Perhaps our deepest modern fear is the collapse of society, but if recent films and TV shows are any indication, it is also one of our most satisfying fantasies. Whether it’s a zombie infestation, the biblical apocalypse, a terrorist attack, or even an economic crash which returns us to the gold standard, we are fascinated and horrified at the idea of the world we know ceasing to exist. Why is that?

We fear and crave the end of civilization because it is through civilization that we come to know ourselves. We learn our place and value in life through the narratives, institutions, and values of our culture. Social forces like the church, government, and the media may teach us that the Good Life is defined as limitless freedom to be ourselves and follow our dreams; or that the Good Life entails a college education, a nice family, a powerful job, and lots of impressive things; or that the Good Life means feeding the homeless.

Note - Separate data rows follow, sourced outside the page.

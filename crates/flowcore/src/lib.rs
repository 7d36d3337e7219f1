//! Core abstractions for the flow engine
//!
//! This crate provides the node contract and the data exchanged at every
//! `execute` boundary. It has no runtime dependencies beyond tokio's sync
//! primitives.

mod catalog;
mod context;
mod definition;
mod error;
pub mod events;
mod metadata;
mod node;
pub mod port;
mod result;
mod settings;
mod value;

pub use catalog::NodeCatalog;
pub use context::{ExecutionContext, ExecutionLimits};
pub use definition::{CompositeDefinition, Edge, Endpoint, NodeSpec, Position};
pub use error::{FlowError, GraphError, NodeError};
pub use events::*;
pub use metadata::NodeMetadata;
pub use node::{Node, NodeId, NodeKind, NodeOutput, ValidationReport};
pub use port::{DataType, PortDefinition, PortDirection};
pub use result::{CompositeExecutionResult, ExecutionResult, ResultMetadata};
pub use settings::ExecutionSettings;
pub use value::Value;

/// Result type for flow operations
pub type Result<T> = std::result::Result<T, FlowError>;
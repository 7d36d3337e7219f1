use async_trait::async_trait;
use flowcore::{
    DataType, ExecutionContext, Node, NodeError, NodeMetadata, NodeOutput, PortDefinition,
    Value,
};

/// Parse JSON string to Value
pub struct JsonParseNode;

#[async_trait]
impl Node for JsonParseNode {
    fn id(&self) -> &str {
        "transform.json_parse"
    }

    fn name(&self) -> &str {
        "JSON Parse"
    }

    fn node_type(&self) -> &str {
        "transform.json_parse"
    }

    fn metadata(&self) -> NodeMetadata {
        NodeMetadata::new("transform", "Parse JSON string").with_tags(["json", "decode"])
    }

    fn input_ports(&self) -> Vec<PortDefinition> {
        vec![PortDefinition::input("json", "JSON", DataType::String).required()]
    }

    fn output_ports(&self) -> Vec<PortDefinition> {
        vec![PortDefinition::output("parsed", "Parsed", DataType::Any)]
    }

    async fn execute(&self, ctx: ExecutionContext) -> Result<NodeOutput, NodeError> {
        let text = ctx.require_str("json")?;

        let parsed: serde_json::Value = serde_json::from_str(text)
            .map_err(|e| NodeError::ExecutionFailed(format!("JSON parse error: {}", e)))?;

        Ok(NodeOutput::new().with_output("parsed", Value::from_json(parsed)))
    }
}

/// Stringify Value to JSON
pub struct JsonStringifyNode;

#[async_trait]
impl Node for JsonStringifyNode {
    fn id(&self) -> &str {
        "transform.json_stringify"
    }

    fn name(&self) -> &str {
        "JSON Stringify"
    }

    fn node_type(&self) -> &str {
        "transform.json_stringify"
    }

    fn metadata(&self) -> NodeMetadata {
        NodeMetadata::new("transform", "Convert value to JSON string")
            .with_tags(["json", "encode"])
    }

    fn input_ports(&self) -> Vec<PortDefinition> {
        vec![PortDefinition::input("value", "Value", DataType::Any).required()]
    }

    fn output_ports(&self) -> Vec<PortDefinition> {
        vec![PortDefinition::output("json", "JSON", DataType::String)]
    }

    async fn execute(&self, ctx: ExecutionContext) -> Result<NodeOutput, NodeError> {
        let value = ctx.require_input("value")?;

        let pretty = ctx
            .get_config_or("pretty", Value::Bool(false))
            .as_bool()
            .unwrap_or(false);
        let rendered = if pretty {
            serde_json::to_string_pretty(&value.to_json())
        } else {
            serde_json::to_string(&value.to_json())
        }
        .map_err(|e| NodeError::ExecutionFailed(format!("JSON stringify error: {}", e)))?;

        Ok(NodeOutput::new().with_output("json", rendered))
    }
}
use thiserror::Error;

#[derive(Error, Debug)]
pub enum FlowError {
    #[error("Node error: {0}")]
    Node(#[from] NodeError),

    #[error("Graph error: {0}")]
    Graph(#[from] GraphError),

    #[error("Execution error: {0}")]
    Execution(String),

    #[error("IO error: {0}")]
    Io(#[from] std::io::Error),

    #[error("Serialization error: {0}")]
    Serialization(#[from] serde_json::Error),
}

/// Failure of a single node invocation.
#[derive(Error, Debug, Clone, PartialEq)]
pub enum NodeError {
    #[error("Missing required input: {0}")]
    MissingInput(String),

    #[error("Invalid input type for '{field}': expected {expected}, got {actual}")]
    InvalidInputType {
        field: String,
        expected: String,
        actual: String,
    },

    #[error("Configuration error: {0}")]
    Configuration(String),

    #[error("Execution failed: {0}")]
    ExecutionFailed(String),

    #[error("Timeout after {millis}ms")]
    Timeout { millis: u64 },

    #[error("Cancelled")]
    Cancelled,

    #[error("Node panicked: {0}")]
    Panicked(String),

    #[error("Node has been disposed")]
    Disposed,
}

/// Structural problems with a composite graph.
#[derive(Error, Debug, Clone, PartialEq)]
pub enum GraphError {
    #[error("Duplicate child id: {0}")]
    DuplicateChild(String),

    #[error("Child not found: {0}")]
    ChildNotFound(String),

    #[error("Invalid edge: {0}")]
    InvalidEdge(String),

    #[error("Circular dependency detected at node: {node_id}")]
    CyclicDependency { node_id: String },

    #[error("Unknown node type: {0}")]
    UnknownNodeType(String),

    #[error("Invalid graph: {0}")]
    Invalid(String),
}
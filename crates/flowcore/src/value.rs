use crate::port::DataType;
use serde::{Deserialize, Serialize};
use std::collections::HashMap;

/// Dynamic value type for node inputs/outputs
#[derive(Debug, Clone, Serialize, Deserialize, PartialEq)]
#[serde(tag = "type", content = "value")]
pub enum Value {
    Null,
    Bool(bool),
    Number(f64),
    String(String),
    Bytes(Vec<u8>),
    Json(serde_json::Value),
    Array(Vec<Value>),
    Object(HashMap<String, Value>),
}

impl Value {
    /// Structural conversion from plain JSON, so `{"a": [1, 2]}` becomes an
    /// `Object` holding an `Array` of `Number`s rather than an opaque `Json`.
    pub fn from_json(json: serde_json::Value) -> Self {
        match json {
            serde_json::Value::Null => Value::Null,
            serde_json::Value::Bool(b) => Value::Bool(b),
            serde_json::Value::Number(n) => Value::Number(n.as_f64().unwrap_or_default()),
            serde_json::Value::String(s) => Value::String(s),
            serde_json::Value::Array(arr) => {
                Value::Array(arr.into_iter().map(Value::from_json).collect())
            }
            serde_json::Value::Object(obj) => Value::Object(
                obj.into_iter()
                    .map(|(k, v)| (k, Value::from_json(v)))
                    .collect(),
            ),
        }
    }

    /// Plain JSON rendering, the inverse of [`Value::from_json`].
    pub fn to_json(&self) -> serde_json::Value {
        match self {
            Value::Null => serde_json::Value::Null,
            Value::Bool(b) => serde_json::Value::Bool(*b),
            Value::Number(n) => serde_json::Number::from_f64(*n)
                .map(serde_json::Value::Number)
                .unwrap_or(serde_json::Value::Null),
            Value::String(s) => serde_json::Value::String(s.clone()),
            Value::Bytes(bytes) => serde_json::Value::Array(
                bytes.iter().map(|b| serde_json::Value::from(*b)).collect(),
            ),
            Value::Json(j) => j.clone(),
            Value::Array(items) => {
                serde_json::Value::Array(items.iter().map(Value::to_json).collect())
            }
            Value::Object(map) => serde_json::Value::Object(
                map.iter().map(|(k, v)| (k.clone(), v.to_json())).collect(),
            ),
        }
    }

    pub fn as_str(&self) -> Option<&str> {
        match self {
            Value::String(s) => Some(s),
            Value::Json(j) => j.as_str(),
            _ => None,
        }
    }

    pub fn as_f64(&self) -> Option<f64> {
        match self {
            Value::Number(n) => Some(*n),
            Value::Json(j) => j.as_f64(),
            _ => None,
        }
    }

    pub fn as_bool(&self) -> Option<bool> {
        match self {
            Value::Bool(b) => Some(*b),
            Value::Json(j) => j.as_bool(),
            _ => None,
        }
    }

    pub fn as_json(&self) -> Option<&serde_json::Value> {
        match self {
            Value::Json(j) => Some(j),
            _ => None,
        }
    }

    pub fn as_array(&self) -> Option<&[Value]> {
        match self {
            Value::Array(items) => Some(items),
            _ => None,
        }
    }

    pub fn as_object(&self) -> Option<&HashMap<String, Value>> {
        match self {
            Value::Object(map) => Some(map),
            _ => None,
        }
    }

    pub fn is_null(&self) -> bool {
        matches!(self, Value::Null)
    }

    pub fn type_name(&self) -> &'static str {
        match self {
            Value::Null => "null",
            Value::Bool(_) => "boolean",
            Value::Number(_) => "number",
            Value::String(_) => "string",
            Value::Bytes(_) => "binary",
            Value::Json(_) => "json",
            Value::Array(_) => "array",
            Value::Object(_) => "object",
        }
    }

    /// Whether this value can be delivered to a port of the given type.
    /// `Json` is judged by the shape it holds.
    pub fn matches(&self, data_type: DataType) -> bool {
        match (data_type, self) {
            (DataType::Any, _) => true,
            (DataType::String, Value::String(_)) => true,
            (DataType::Number, Value::Number(_)) => true,
            (DataType::Boolean, Value::Bool(_)) => true,
            (DataType::Object, Value::Object(_)) => true,
            (DataType::Array, Value::Array(_)) => true,
            (DataType::Binary, Value::Bytes(_)) => true,
            (DataType::String, Value::Json(j)) => j.is_string(),
            (DataType::Number, Value::Json(j)) => j.is_number(),
            (DataType::Boolean, Value::Json(j)) => j.is_boolean(),
            (DataType::Object, Value::Json(j)) => j.is_object(),
            (DataType::Array, Value::Json(j)) => j.is_array(),
            _ => false,
        }
    }
}

impl From<String> for Value {
    fn from(s: String) -> Self {
        Value::String(s)
    }
}

impl From<&str> for Value {
    fn from(s: &str) -> Self {
        Value::String(s.to_string())
    }
}

impl From<f64> for Value {
    fn from(n: f64) -> Self {
        Value::Number(n)
    }
}

impl From<i64> for Value {
    fn from(n: i64) -> Self {
        Value::Number(n as f64)
    }
}

impl From<bool> for Value {
    fn from(b: bool) -> Self {
        Value::Bool(b)
    }
}

impl From<serde_json::Value> for Value {
    fn from(j: serde_json::Value) -> Self {
        Value::Json(j)
    }
}

impl From<Vec<Value>> for Value {
    fn from(items: Vec<Value>) -> Self {
        Value::Array(items)
    }
}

But however way we conceive of our identity and hopes in life, our social world has had a dramatic impact.  The fear of society’s collapse is the fear of losing our identity. After all, how do I know if I’m a good person without society to help me interpret myself? What future should I pursue if there is no conceivable future for humanity?

As horrifying as that is, we love stories of civilization’s collapse. Part of this attraction comes from the knowledge that this world is precariously balanced and that at any moment the order we see in the world which defines us may unravel. What ties will bind us? What lights will orient us? We are haunted and excited by these questions. We want to imagine the end of the world so that we might imagine a way past the end.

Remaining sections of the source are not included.